Seketika Khey pun tergagap.
"Liatin apa sih sampe segitunya?" Fabian dengan kening mengerut.
"Ah... enggak kok. Tadi liatin ibu ibu gendong dua anak. Mana bawaannya banyak lagi." Khey beralasan.
"Mana?" Fabian mengikuti arah pandang Khey.
"Udah belok ke sana. Nggak kelihatan sekarang." Khey menunjuk arah yang tertutup tiang tiang besar yang ada di dalam bandara. Dan beruntungnya sosok mama Maira dengan lelaki perlente yang sempat Khey lihat pun telah menghilang di balik dinding. Entah kemana perginya mereka berdua, Khey pun tak mau ambil pusing.

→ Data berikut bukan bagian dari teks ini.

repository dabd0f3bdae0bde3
use std::sync::Arc;

use crate::{
    api::{AnimalApi, HerdApi, HttpClient},
    facade::AnimalFacade,
    service::LivestockService,
    store::{AnimalStore, AppStore},
};

/// Composition root of the livestock screens.
///
/// Owns the feature-scoped store and hands out one facade per UI surface.
/// Facades share the store but never their request tracking.
pub struct LivestockFeature {
    store: Arc<AnimalStore>,
    service: LivestockService,
}

impl LivestockFeature {
    pub fn new(animals: Arc<dyn AnimalApi>, herds: Arc<dyn HerdApi>) -> Self {
        Self {
            store: Arc::new(AnimalStore::new()),
            service: LivestockService::new(animals, herds),
        }
    }

    pub fn over_http(client: HttpClient) -> Self {
        let client = Arc::new(client);
        Self::new(client.clone(), client)
    }

    pub fn facade(&self) -> AnimalFacade {
        self.facade_with(AppStore::global())
    }

    pub(crate) fn facade_with(&self, app: &'static AppStore) -> AnimalFacade {
        AnimalFacade::new(self.store.clone(), self.service.clone(), app)
    }

    pub fn store(&self) -> &AnimalStore {
        &self.store
    }

    pub fn service(&self) -> &LivestockService {
        &self.service
    }
}
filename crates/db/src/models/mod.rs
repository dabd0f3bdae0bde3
pub mod animal;
pub mod herd;
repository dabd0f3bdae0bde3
pub mod logging;
pub mod response;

"Oh gitu." Fabian mengangguk meski dalam hatinya ada yang mengganjal.
"Bi... apa kita akan seperti ini selamanya?" tanya Khey dengan menatap jalanan di depannya. Dengan tangan kiri yang berada dalam genggaman Fabian.
Saat ini kedua pasangan suami isteri remaja itu telah berada di dalam mobil untuk meneruskan perjalanannya.
Fabian menoleh. "Maksud lo?"
"Apa kita akan bersama selamanya?"
"Ngomong apaan sih Ra. Sudah pastilah. Kita bakal bersama selamanya. Sampai maut memisahkan kita."
"Janji?" Khey dengan memandang Fabian yang masih menoleh ke arahnya.
"Gue nggak akan menginginkan apapun kecuali lo tetap di samping gue. Sebagai pendamping hidup gue dan sebagai ibu dari anak anak gue kelak." Fabian tegas dan penuh penekanan.
"Meski nanti ada yang baru dan lebih dari gue?"
"Tidak ada yang baru ataupun yang lebih dari lo. Cukup lo. Hanya lo yang ada di sisi gue." Tangan Fabian pun makin erat menggenggam jemari Khey.